DO IT YOURSELF BRAIN SURGERY!

I know, this one's hard to believe, but apparently… it's TRUE!

Last week, Texan Steve Huey, despondent over being diagnosed with an inoperable, fatal brain tumor, attempted to take the dignified way out by putting a gun to his head and pulling the trigger. He was soon discovered by friends, lying in a pool of his own blood, but still alive.

An ambulance was called and Huey was rushed to hospital where he made an astonishingly speedy recovery. Soon afterwards, an x-ray showed that his deadly tumor had been sucked right out of his head, having vented through the exit wound created by the hot lead projectile... and according to friends and family he's barely any dumber than he was before shooting himself in the brains!
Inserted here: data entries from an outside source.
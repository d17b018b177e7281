//! Memory request record.
//!
//! A `Request` is the mutable record carried through the whole pipeline:
//! it enters as a logical READ or WRITE from the producer, is expanded by
//! the controller into device commands (which are themselves requests),
//! and is stamped with arrival, issue, and completion cycles along the way.

use std::fmt;

/// Device-level operation kinds.
#[derive(Debug, Clone, Copy, PartialEq, Eq, Hash)]
pub enum OpType {
    Read,
    Write,
    /// Read fused with an implicit precharge (close-page policies).
    ReadPrecharge,
    /// Write fused with an implicit precharge (close-page policies).
    WritePrecharge,
    Activate,
    Precharge,
    /// Precharge forcing a bank closed ahead of a refresh.
    PrechargeAll,
    Refresh,
    PowerDown,
    PowerUp,
    Nop,
}

impl OpType {
    /// True for the column operations that move data over the bus.
    pub fn is_column_op(self) -> bool {
        matches!(
            self,
            OpType::Read | OpType::Write | OpType::ReadPrecharge | OpType::WritePrecharge
        )
    }

    /// True for reads, including the fused-precharge variant.
    pub fn is_read(self) -> bool {
        matches!(self, OpType::Read | OpType::ReadPrecharge)
    }

    /// True for writes, including the fused-precharge variant.
    pub fn is_write(self) -> bool {
        matches!(self, OpType::Write | OpType::WritePrecharge)
    }
}

impl fmt::Display for OpType {
    fn fmt(&self, f: &mut fmt::Formatter<'_>) -> fmt::Result {
        let s = match self {
            OpType::Read => "READ",
            OpType::Write => "WRITE",
            OpType::ReadPrecharge => "READ_PRECHARGE",
            OpType::WritePrecharge => "WRITE_PRECHARGE",
            OpType::Activate => "ACTIVATE",
            OpType::Precharge => "PRECHARGE",
            OpType::PrechargeAll => "PRECHARGE_ALL",
            OpType::Refresh => "REFRESH",
            OpType::PowerDown => "POWERDOWN",
            OpType::PowerUp => "POWERUP",
            OpType::Nop => "NOP",
        };
        f.write_str(s)
    }
}

/// Request lifecycle status.
#[derive(Debug, Clone, Copy, PartialEq, Eq)]
pub enum Status {
    Incomplete,
    Issued,
    Complete,
}

/// Who is responsible for disposing of a request at completion.
///
/// Controller-owned requests are the device commands the scheduler
/// fabricates (ACTIVATE, PRECHARGE, REFRESH); they die inside the
/// controller. External requests are handed back up the tree.
#[derive(Debug, Clone, Copy, PartialEq, Eq)]
pub enum Owner {
    Controller,
    External,
}

/// Scheduling hints attached by the selectors.
#[derive(Debug, Clone, Copy, PartialEq, Eq)]
pub enum RequestTag {
    None,
    /// No more queued requests target this row; close it behind the op.
    LastRequest,
}

/// Decoded device coordinates for a physical address.
///
/// The sub-line byte offset is preserved as a bit address so that
/// translation is exactly invertible for unaligned addresses.
#[derive(Debug, Clone, Copy, Default, PartialEq, Eq)]
pub struct DeviceAddr {
    pub physical: u64,
    pub row: u64,
    pub col: u64,
    pub bank: u64,
    pub rank: u64,
    pub channel: u64,
    pub subarray: u64,
    pub bit: u64,
}

/// A memory transaction or device command in flight.
#[derive(Debug, Clone)]
pub struct Request {
    pub op: OpType,
    pub addr: DeviceAddr,
    pub status: Status,
    pub owner: Owner,
    pub tag: RequestTag,
    /// Cycle the transaction entered the controller queue.
    pub arrival_cycle: u64,
    /// Cycle the transaction was expanded into device commands.
    pub issue_cycle: u64,
    /// Cycle the final device command finished.
    pub completion_cycle: u64,
    pub data: Option<Vec<u8>>,
    pub thread_id: u64,
}

impl Request {
    pub fn new(op: OpType, addr: DeviceAddr) -> Request {
        Request {
            op,
            addr,
            status: Status::Incomplete,
            owner: Owner::External,
            tag: RequestTag::None,
            arrival_cycle: 0,
            issue_cycle: 0,
            completion_cycle: 0,
            data: None,
            thread_id: 0,
        }
    }

    /// A controller-fabricated device command aimed at `addr`.
    pub fn internal(op: OpType, addr: DeviceAddr) -> Request {
        let mut req = Request::new(op, addr);
        req.owner = Owner::Controller;
        req
    }
}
Doctors say the chances of ridding one's self of a brain tumor by shooting one's self in the head - and surviving - are two hundred and fifty-four million to one, against. In layman's terms, that means it's about as likely to work as the final scene in The Game, starring Michael Douglas and Sean Penn.

*** *** ***

YOU MIGHT BE A REDNECK JEDI!

...if you've ever said: "May the force be with y'all!"

...if your Jedi robe is camouflage.

...if you have ever used your light saber to open a bottle of Bud Light.

...if your X-Wing is primer-coloured.

...if you know what Ewok tastes like.

...if your land-speeder is up on blocks in your front yard.

...if you think the worst thing about Dagobah is "them dadgum skeeters!"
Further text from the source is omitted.